26 octobre 2010 - 22h55.

        3 mètres sur 1. Le sol est le même que dans la pièce principale, un lino imitation parquet sombre. La vasque, la petite baignoire et les toilettes sont de couleur blanche. Il n'y a plus qu'un petit spot au dessus du miroir du lavabo qui éclaire.

La petite salle de bain est sombre. Je m'y enferme. C'est la fin de la journée. J'ai les oreilles qui bourdonnent, la tête remplie de déchiffrages chantés, d'actes de colloques, d'images d'étudiants moutons et tristes et de divergences esthétiques. Le pull que je mets le matin avant de sortir de chez moi me sauve dans les salles froides du 2e étage de la Maison des Arts où le chauffage ne parvient à s'installer. Les tuyaux des radiateurs gris claquent, grognent. On tourne la molette avec espoir. Dans un sens ou dans l'autre, le résultat est le même. Dans ma résidence, les étudiants ouvrent leur radiateur dès que la chaufferie est en marche. Et ils ne nuancent pas. Ainsi, les tuyaux restent brulants tout l'hiver, voire plus. Je m'abstiens alors d'ouvrir le mien, les excès des appartements chauffant mon T1 Bis par le sol, les murs et le plafond. Dès que je rentre chez moi, j'ôte mon pull, devenu superflu.
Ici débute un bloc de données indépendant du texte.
use axum::{
    http::StatusCode,
    response::{IntoResponse, Response},
    Json,
};
use serde_json::json;
use thiserror::Error;

/// Application-level error type.
/// Implements `IntoResponse` so Axum handlers can return `Result<T, AppError>`.
#[derive(Debug, Error)]
pub enum AppError {
    #[error("Validation error: {0}")]
    Validation(String),

    #[error("Storage error: {0}")]
    Storage(#[from] std::io::Error),

    #[error("Internal server error: {0}")]
    Internal(#[from] anyhow::Error),
}

impl IntoResponse for AppError {
    fn into_response(self) -> Response {
        let (status, code, message) = match &self {
            AppError::Validation(msg) => (StatusCode::BAD_REQUEST, "VALIDATION_ERROR", msg.clone()),
            AppError::Storage(e) => {
                tracing::error!("Error processing resume: storage failure: {e}");
                (
                    StatusCode::INTERNAL_SERVER_ERROR,
                    "INTERNAL_ERROR",
                    "Internal Server Error".to_string(),
                )
            }
            AppError::Internal(e) => {
                tracing::error!("Error processing resume: {e:?}");
                (
                    StatusCode::INTERNAL_SERVER_ERROR,
                    "INTERNAL_ERROR",
                    "Internal Server Error".to_string(),
                )
            }
        };

        let body = Json(json!({
            "error": {
                "code": code,
                "message": message
            }
        }));

        (status, body).into_response()
    }
}

#[cfg(test)]
mod tests {
    use super::*;

    async fn body_json(response: Response) -> serde_json::Value {
        let bytes = axum::body::to_bytes(response.into_body(), usize::MAX)
            .await
            .unwrap();
        serde_json::from_slice(&bytes).unwrap()
    }

    #[tokio::test]
    async fn test_internal_error_hides_detail() {
        let response =
            AppError::Internal(anyhow::anyhow!("secret path /etc/passwd")).into_response();
        assert_eq!(response.status(), StatusCode::INTERNAL_SERVER_ERROR);

        let body = body_json(response).await;
        assert_eq!(body["error"]["code"], "INTERNAL_ERROR");
        assert_eq!(body["error"]["message"], "Internal Server Error");
    }

    #[tokio::test]
    async fn test_storage_error_is_generic_500() {
        let io = std::io::Error::new(std::io::ErrorKind::PermissionDenied, "denied");
        let response = AppError::from(io).into_response();
        assert_eq!(response.status(), StatusCode::INTERNAL_SERVER_ERROR);
        assert_eq!(
            body_json(response).await["error"]["message"],
            "Internal Server Error"
        );
    }

    #[tokio::test]
    async fn test_validation_error_is_400_with_message() {
        let response = AppError::Validation("missing file".to_string()).into_response();
        assert_eq!(response.status(), StatusCode::BAD_REQUEST);
        assert_eq!(body_json(response).await["error"]["message"], "missing file");
    }
}
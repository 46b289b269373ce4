// Résumé intake: text extraction, heuristic parsing, and the upload endpoint
// that ties them to job matching.

pub mod extractor;
pub mod handlers;
pub mod parser;
pub mod health;

use anyhow::{Context, Result};
use axum::{
    extract::DefaultBodyLimit,
    http::HeaderValue,
    routing::{get, post},
    Router,
};
use tower_http::cors::{AllowHeaders, AllowMethods, AllowOrigin, CorsLayer};

use crate::resume::handlers;
use crate::state::AppState;

pub fn build_router(state: AppState) -> Router {
    let upload_limit = state.config.max_upload_bytes;

    Router::new()
        .route("/health", get(health::health_handler))
        .route(
            "/upload-resume/",
            post(handlers::handle_upload_resume).layer(DefaultBodyLimit::max(upload_limit)),
        )
        .with_state(state)
}

/// CORS restricted to the configured origins, with credentials and any
/// method or header the preflight asks for.
pub fn cors_layer(origins: &[String]) -> Result<CorsLayer> {
    let origins = origins
        .iter()
        .map(|o| {
            o.parse::<HeaderValue>()
                .with_context(|| format!("Invalid CORS origin '{o}'"))
        })
        .collect::<Result<Vec<_>>>()?;

    Ok(CorsLayer::new()
        .allow_origin(AllowOrigin::list(origins))
        .allow_methods(AllowMethods::mirror_request())
        .allow_headers(AllowHeaders::mirror_request())
        .allow_credentials(true))
}
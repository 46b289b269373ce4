//! Shared fixtures for unit tests: canned job feeds and a loopback stub of the
//! job board.

use async_trait::async_trait;
use axum::{
    http::{header, StatusCode},
    routing::get,
    Router,
};
use serde_json::Value;

use crate::jobs::feed::{FetchError, JobFeed};
use crate::jobs::listing::RawJob;

/// Feed that always returns the same records.
pub struct StaticFeed(pub Vec<RawJob>);

#[async_trait]
impl JobFeed for StaticFeed {
    async fn fetch(&self) -> Result<Vec<RawJob>, FetchError> {
        Ok(self.0.clone())
    }
}

/// Feed that always fails as if the upstream were unavailable.
pub struct FailingFeed;

#[async_trait]
impl JobFeed for FailingFeed {
    async fn fetch(&self) -> Result<Vec<RawJob>, FetchError> {
        Err(FetchError::Status {
            status: 503,
            body: "service unavailable".to_string(),
        })
    }
}

/// Converts a JSON array of objects into raw job records.
pub fn raw_jobs(value: Value) -> Vec<RawJob> {
    serde_json::from_value(value).expect("fixture must be an array of objects")
}

/// Serves `body` with `status` on a random loopback port and returns the feed URL.
pub async fn serve_json(status: StatusCode, body: String) -> String {
    let app = Router::new().route(
        "/api/job-board-api",
        get(move || {
            let body = body.clone();
            async move { (status, [(header::CONTENT_TYPE, "application/json")], body) }
        }),
    );

    let listener = tokio::net::TcpListener::bind("127.0.0.1:0").await.unwrap();
    let addr = listener.local_addr().unwrap();
    tokio::spawn(async move {
        axum::serve(listener, app).await.unwrap();
    });

    format!("http://{addr}/api/job-board-api")
}
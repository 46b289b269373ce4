//! Best-effort results for components that never fail outward.
//!
//! The text extractor and the job fetcher swallow their own failures and hand
//! back a default or sentinel value instead. `Outcome` keeps that visible: a
//! `Fallback` still carries a usable value, plus the reason it was substituted.

#[derive(Debug, Clone, PartialEq)]
pub enum Outcome<T> {
    Value(T),
    Fallback { value: T, reason: String },
}

impl<T> Outcome<T> {
    pub fn fallback(value: T, reason: impl Into<String>) -> Self {
        Outcome::Fallback {
            value,
            reason: reason.into(),
        }
    }

    pub fn is_fallback(&self) -> bool {
        matches!(self, Outcome::Fallback { .. })
    }

    pub fn reason(&self) -> Option<&str> {
        match self {
            Outcome::Value(_) => None,
            Outcome::Fallback { reason, .. } => Some(reason),
        }
    }

    pub fn value(&self) -> &T {
        match self {
            Outcome::Value(value) | Outcome::Fallback { value, .. } => value,
        }
    }

    pub fn into_value(self) -> T {
        match self {
            Outcome::Value(value) | Outcome::Fallback { value, .. } => value,
        }
    }
}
            Dans le pot où reposent les brosses à dents, je laisse toujours traîner un pinceau, un feutre fin ou un crayon à papier. Je prends ce que je trouve et en un geste l'insère dans mes cheveux enroulés. Dans le grand miroir, je me découvre un peu passée, moins fraiche que le matin. Le rouge à lèvres est bien sûr parti, le fard à joue s'est estompé, le noir sur mes yeux s'est émietté. J'ai le visage pollué par ma journée urbaine. Mes cheveux bruns ré-haussés en chignon laissent apparaître les blancs qui se font de plus en plus nombreux. Je ne compte plus, je ne cherche plus à dissimuler et je mise sur le charme du "poivre et sel". Déjà pieds nus, j'ôte mon collant. il m'emprisonne. Il devient insupportable après une journée de marche et de cours. J'éprouve un grand bonheur à m'en débarrasser. Quoiqu'on en dise, ils serrent toujours trop à la taille, font des marques et trouvent quand même le moyen de descendre. Pieds et jambes nus, je défais mon haut. En sous vêtements, je retrouve mes deux cendriers au creux des épaules, ma taille fine, peut être un peu trop même, mes bras maigres. Je me déporte du miroir et monte dans la baignoire. L'eau chauffe rapidement, il me faut du temps afin de trouver la température adéquate. Après m'être savonnée scrupuleusement, je ferme les yeux. C'est mon moment. Je me retrouve. Je laisse l'eau couler sur mon cou et descendre le long de mon torse. Je fais en sorte que la température soit de plus en plus élevée, jusqu'à ce que la vapeur soir visible, que ma peau marque un peu, que cela brûle très légèrement. Je souffle, je fais le vide. Un peu saoulée, je m'enroule dans mon peignoir et je m'aperçois floue dans le miroir embué. En attendant, je m'assoie contre le mur, en face du placard, sous le lavabo. J'ajoute une serviette sur mes jambes. J'attends dans la chaleur rassurante de la petite salle de bain humide. Quelques gouttes perlent encore le long de mes jambes. Des petites mèches de cheveux bouclent.
Un chat gratte à la porte. Il trouve un ouverture et me rejoint, emportant avec lui la relative fraicheur du reste de l'appartement. Étonné de me voir ainsi assise, il fait le tour, passe sous mes jambes, pose sa patte sur mon bras ou commence à jouer avec le lien éponge de mon peignoir vert anis.

pegnoireva

Le miroir est désormais clair. La buée s'est dissipée. Sur un coton circulaire, je mets une lotion nettoyante. Après l'avoir passé sur mon visage, il ressort brun de pollution, pailleté par les restes de mon fard à joue bois de rose. J'efface les restes d'une longue journée. Je finis par les yeux et par une petite flaque de CK one dans mon cou. Après quelques autres conventions de fin de journée, j'enfile un pyjama fin. Le chat s'impatiente et par un grognement me fait comprendre qu'il a faim. Je me regarde du coin de l'œil, une dernière fois. J'éteins la lumière.